Margit W. bemerkt, dass in ihrem Schuh Nägel stecken. Einer hat ein Loch in den Schuh gebohrt und ihren Zeh getroffen. Von dort kamen die Schmerzen. Als sie zu Hause ankommt und ihrem Mann erzählt, was sie gerade erlebt hat, begreift sie: „Das war mein zweiter Geburtstag.“ Von einem Rettungswagen wird sie abgeholt.

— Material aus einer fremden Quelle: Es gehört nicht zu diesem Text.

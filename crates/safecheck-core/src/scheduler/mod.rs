//! Snooze/deadline scheduler.
//!
//! A single loop owns a [`DeadlineQueue`]. When a deadline fires the
//! check-in is re-read. An answered or resolved check-in makes the entry
//! stale. One snoozed by someone else (possibly another process sharing the
//! database) is followed to its current window. Otherwise the loop snoozes
//! it and sends a reminder, or after [`MAX_SNOOZES`] reminders escalates it
//! and raises a `no_response_after_snooze` alert in the same write.
//!
//! The same loop creates each day's check-ins from the active timings
//! (see [`Scheduler::materialize_due`]).

mod queue;

pub use queue::{Deadline, DeadlineQueue};

use std::sync::{Arc, Mutex, MutexGuard};

use chrono::{DateTime, NaiveDate, Utc};
use serde::{Deserialize, Serialize};
use tokio::sync::{watch, Notify};

use crate::alert::{AlertEngine, AlertType, RaiseContext};
use crate::checkin::{CheckIn, NewCheckIn, Transition, MAX_SNOOZES};
use crate::clock::Clock;
use crate::error::Result;
use crate::events::{self, Event};
use crate::notify::{NotificationDispatcher, NotificationKind, NotificationRef, PushMessage};
use crate::storage::SchedulerConfig;
use crate::store::SafetyStore;
use crate::timing::SafetyTiming;

/// One reminder window that passed without a response.
#[derive(Debug, Clone, PartialEq, Eq, Serialize, Deserialize)]
pub struct SnoozeLog {
    pub checkin_id: i64,
    /// 1..=3
    pub snooze_number: u8,
    pub sent_at: DateTime<Utc>,
    pub notification_delivered: bool,
}

/// What a fired deadline did.
#[derive(Debug, Clone, PartialEq, Eq)]
pub enum TickOutcome {
    Snoozed {
        checkin_id: i64,
        snooze_count: u8,
        delivered: bool,
    },
    Escalated {
        checkin_id: i64,
        alert_id: i64,
    },
    /// The check-in moved to a later window elsewhere; a deadline for that
    /// window was armed at `at`.
    Rearmed {
        checkin_id: i64,
        at: DateTime<Utc>,
    },
    Stale {
        checkin_id: i64,
    },
}

pub struct Scheduler {
    store: Arc<dyn SafetyStore>,
    alerts: Arc<AlertEngine>,
    dispatcher: Arc<NotificationDispatcher>,
    clock: Arc<dyn Clock>,
    config: SchedulerConfig,
    queue: Mutex<DeadlineQueue>,
    wake: Notify,
}

impl Scheduler {
    pub fn new(
        store: Arc<dyn SafetyStore>,
        alerts: Arc<AlertEngine>,
        dispatcher: Arc<NotificationDispatcher>,
        clock: Arc<dyn Clock>,
        config: SchedulerConfig,
    ) -> Self {
        Self {
            store,
            alerts,
            dispatcher,
            clock,
            config,
            queue: Mutex::new(DeadlineQueue::new()),
            wake: Notify::new(),
        }
    }

    fn queue(&self) -> MutexGuard<'_, DeadlineQueue> {
        // The queue holds plain data; a panic mid-push leaves it usable.
        self.queue.lock().unwrap_or_else(|e| e.into_inner())
    }

    /// Arm a deadline. Wakes the loop if it is now the earliest.
    pub fn arm(&self, checkin_id: i64, expected_count: u8, at: DateTime<Utc>) {
        let earliest = self.queue().push(Deadline {
            at,
            checkin_id,
            expected_count,
        });
        tracing::debug!(checkin_id, expected_count, at = %at, "deadline armed");
        if earliest {
            self.wake.notify_one();
        }
    }

    pub fn next_deadline(&self) -> Option<DateTime<Utc>> {
        self.queue().peek()
    }

    pub fn pending_deadlines(&self) -> usize {
        self.queue().len()
    }

    /// Fire every deadline due at `now`.
    pub async fn tick(&self, now: DateTime<Utc>) -> Vec<TickOutcome> {
        let due = self.queue().pop_due(now);
        let mut outcomes = Vec::with_capacity(due.len());
        for deadline in due {
            match self.fire(deadline, now).await {
                Ok(outcome) => outcomes.push(outcome),
                Err(e) => {
                    // The retry re-reads the check-in, so a snooze that was
                    // applied before the failure is followed.
                    tracing::warn!(
                        checkin_id = deadline.checkin_id,
                        error = %e,
                        "deadline failed; re-arming"
                    );
                    self.arm(
                        deadline.checkin_id,
                        deadline.expected_count,
                        now + self.config.reminder_interval(),
                    );
                }
            }
        }
        outcomes
    }

    async fn fire(&self, deadline: Deadline, now: DateTime<Utc>) -> Result<TickOutcome> {
        let checkin_id = deadline.checkin_id;
        let stale = TickOutcome::Stale { checkin_id };

        let Some(checkin) = self.store.get_checkin(checkin_id)? else {
            return Ok(stale);
        };
        if !checkin.status.awaits_response() {
            tracing::debug!(checkin_id, status = %checkin.status, "stale deadline");
            return Ok(stale);
        }
        let count = checkin.snooze_count;
        if count != deadline.expected_count {
            // Snoozed elsewhere (user, another process, or a tick that failed
            // after its snooze). Follow the current window.
            if self.queue().contains(checkin_id, count) {
                tracing::debug!(checkin_id, count, expected = deadline.expected_count, "superseded deadline");
                return Ok(stale);
            }
            let due = checkin.window_start() + self.config.reminder_interval();
            if due > now {
                self.arm(checkin_id, count, due);
                return Ok(TickOutcome::Rearmed { checkin_id, at: due });
            }
        }

        if count < MAX_SNOOZES {
            return self.snooze(checkin, count, now).await;
        }
        let transition = Transition::EscalateNoResponse { at: now };
        let Some(raised) = self.alerts.record_with(
            &transition,
            AlertType::NoResponseAfterSnooze,
            RaiseContext::new(&checkin),
        )?
        else {
            return Ok(stale);
        };
        tracing::info!(checkin_id, "check-in escalated after missed reminders");
        events::record(
            self.store.as_ref(),
            None,
            Some(checkin.org_id),
            &Event::CheckinEscalated { checkin_id, at: now },
        );
        if raised.created {
            self.alerts.notify(&raised.alert).await;
        }
        Ok(TickOutcome::Escalated {
            checkin_id,
            alert_id: raised.alert.id,
        })
    }

    async fn snooze(&self, mut checkin: CheckIn, expected: u8, now: DateTime<Utc>) -> Result<TickOutcome> {
        let checkin_id = checkin.id;
        let transition = Transition::Snooze {
            expected_count: expected,
            at: now,
        };
        if !self.store.apply_transition(checkin_id, &transition)? {
            return Ok(TickOutcome::Stale { checkin_id });
        }
        transition.apply(&mut checkin);
        let number = checkin.snooze_count;

        let reference = NotificationRef {
            checkin_id,
            alert_id: None,
            user_id: checkin.user_id,
            kind: NotificationKind::SnoozeReminder(number),
        };
        let message = PushMessage::snooze_reminder(checkin_id, number, checkin.remaining_snoozes());
        let delivered = self
            .dispatcher
            .fan_out_to_user(reference, &message)
            .await
            .is_delivered();

        self.store.insert_snooze_log(&SnoozeLog {
            checkin_id,
            snooze_number: number,
            sent_at: now,
            notification_delivered: delivered,
        })?;
        let org = Some(checkin.org_id);
        events::record(
            self.store.as_ref(),
            None,
            org,
            &Event::CheckinSnoozed {
                checkin_id,
                snooze_count: number,
                by_user: false,
                at: now,
            },
        );
        events::record(
            self.store.as_ref(),
            None,
            org,
            &Event::ReminderSent {
                checkin_id,
                snooze_number: number,
                delivered,
                at: now,
            },
        );
        tracing::info!(checkin_id, snooze_count = number, delivered, "reminder sent");

        self.arm(checkin_id, number, now + self.config.reminder_interval());
        Ok(TickOutcome::Snoozed {
            checkin_id,
            snooze_count: number,
            delivered,
        })
    }

    /// Create the check-in for `timing` on `date`, notify the user and arm
    /// the first deadline. `None` if it already exists.
    pub async fn create_checkin(
        &self,
        timing: &SafetyTiming,
        date: NaiveDate,
        now: DateTime<Utc>,
    ) -> Result<Option<CheckIn>> {
        let scheduled_at = timing.deadline_on(date)?;
        let new = NewCheckIn {
            user_id: timing.user_id,
            org_id: timing.org_id,
            timing_id: timing.id,
            scheduled_time: timing.time.clone(),
            checkin_date: date,
            scheduled_at,
        };
        let Some(checkin) = self.store.insert_checkin(&new, now)? else {
            return Ok(None);
        };
        tracing::info!(checkin_id = checkin.id, user_id = checkin.user_id, "check-in created");
        events::record(
            self.store.as_ref(),
            None,
            Some(checkin.org_id),
            &Event::CheckinCreated {
                checkin_id: checkin.id,
                user_id: checkin.user_id,
                scheduled_at,
                at: now,
            },
        );

        let reference = NotificationRef {
            checkin_id: checkin.id,
            alert_id: None,
            user_id: checkin.user_id,
            kind: NotificationKind::InitialCheckin,
        };
        let message = PushMessage::checkin_due(checkin.id, &timing.label, &timing.time);
        self.dispatcher.fan_out_to_user(reference, &message).await;

        // A late start must not fire the first reminder immediately.
        let window_start = scheduled_at.max(now);
        self.arm(checkin.id, 0, window_start + self.config.reminder_interval());
        Ok(Some(checkin))
    }

    /// Create today's check-ins for every active timing whose time has come.
    pub async fn materialize_due(&self, now: DateTime<Utc>) -> Result<Vec<CheckIn>> {
        let today = now.date_naive();
        let mut created = Vec::new();
        for timing in self.store.active_timings()? {
            if !timing.runs_on(today) {
                continue;
            }
            match timing.deadline_on(today) {
                Ok(at) if at <= now => {}
                Ok(_) => continue,
                Err(e) => {
                    tracing::warn!(timing_id = timing.id, error = %e, "skipping timing");
                    continue;
                }
            }
            if let Some(checkin) = self.create_checkin(&timing, today, now).await? {
                created.push(checkin);
            }
        }
        Ok(created)
    }

    /// Re-arm every check-in still waiting on the user. Called once on start.
    pub fn recover(&self) -> Result<usize> {
        let open = self.store.checkins_awaiting_response()?;
        let interval = self.config.reminder_interval();
        for checkin in &open {
            self.arm(checkin.id, checkin.snooze_count, checkin.window_start() + interval);
        }
        tracing::info!(count = open.len(), "recovered open check-ins");
        Ok(open.len())
    }

    /// Drive the scheduler until `shutdown` turns true or its sender drops.
    pub async fn run(&self, mut shutdown: watch::Receiver<bool>) {
        tracing::info!("scheduler started");
        loop {
            if *shutdown.borrow() {
                break;
            }
            let now = self.clock.now();
            if self.config.materialize {
                if let Err(e) = self.materialize_due(now).await {
                    tracing::warn!(error = %e, "materialization failed");
                }
            }
            self.tick(now).await;

            let poll = self.config.poll_interval();
            let sleep_for = self
                .next_deadline()
                .map(|at| (at - self.clock.now()).to_std().unwrap_or_default().min(poll))
                .unwrap_or(poll);

            tokio::select! {
                _ = tokio::time::sleep(sleep_for) => {}
                _ = self.wake.notified() => {}
                changed = shutdown.changed() => {
                    if changed.is_err() {
                        break;
                    }
                }
            }
        }
        tracing::info!("scheduler stopped");
    }
}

Nach 1,5 Stunden des Wartens, weil die Sanitäter nicht losfahren dürfen, weil niemand weiß, wo sich der Attentäter befindet, wird sie im Krankenhaus behandelt. Die Verletzung am Fuß ist nicht schwer. Aber das Geschehene beschäftigt sie. Das ist spätestens daran zu merken, als ihr im Zeugenstand die Stimme bricht.

Der Schuss in die Scheibe

ARCHIV - 13.10.2019, Sachsen-Anhalt, Halle (Saale): Blumen und Kerzen erinnern vor dem Kiez Döner an die Opfer eines rechtsextremen Anschlags. (zu dpa «Nach Anschlag in Halle: Zeichen der Anteilnahme werden archiviert») Foto: Hendrik Schmidt/zb/dpa +++ dpa-Bildfunk +++
Zeichen der Anteilnahme vor dem "Kiez-Döner" in Halle/Saale
hsc kde dna, dpa, Hendrik Schmidt

Professor Bernd H., 74, ist beruflich in Halle unterwegs. Er ist zwar im Ruhestand, arbeitet aber trotzdem noch an universitären Projekten mit. Vor einem langen Konferenztag will er Mittagessen. Sein Blick fällt auf den „Kiezdöner“. Er parkt davor, geht rein, bestellt und setzt sich. Zwei Maler betreten ebenfalls den Imbiss - einer der beiden wird Prof. Dr. Bernd H. später den entscheidenden Hinweis zur Flucht geben.

Plötzlich dringt von draußen ein Knall in den Gastraum. „Welcher Idiot zündet denn jetzt einen Polen-Böller an?“ denkt Prof. Dr. Bernd H. noch. Dann zerspringt die Scheibe. Der Professor sieht das zersplitternde Glas. Dann betritt ein Mann den Imbiss. Die Militärkleidung hält der Zeuge für ein Kostüm, die Waffe für ein Paintball Gewehr. Den Zusammenhang zwischen dem Schuss, der die Scheibe zum Zerbersten brachte und dem Mann mit der Waffe, zieht er nicht. So unwirklich war die Situation für ihn.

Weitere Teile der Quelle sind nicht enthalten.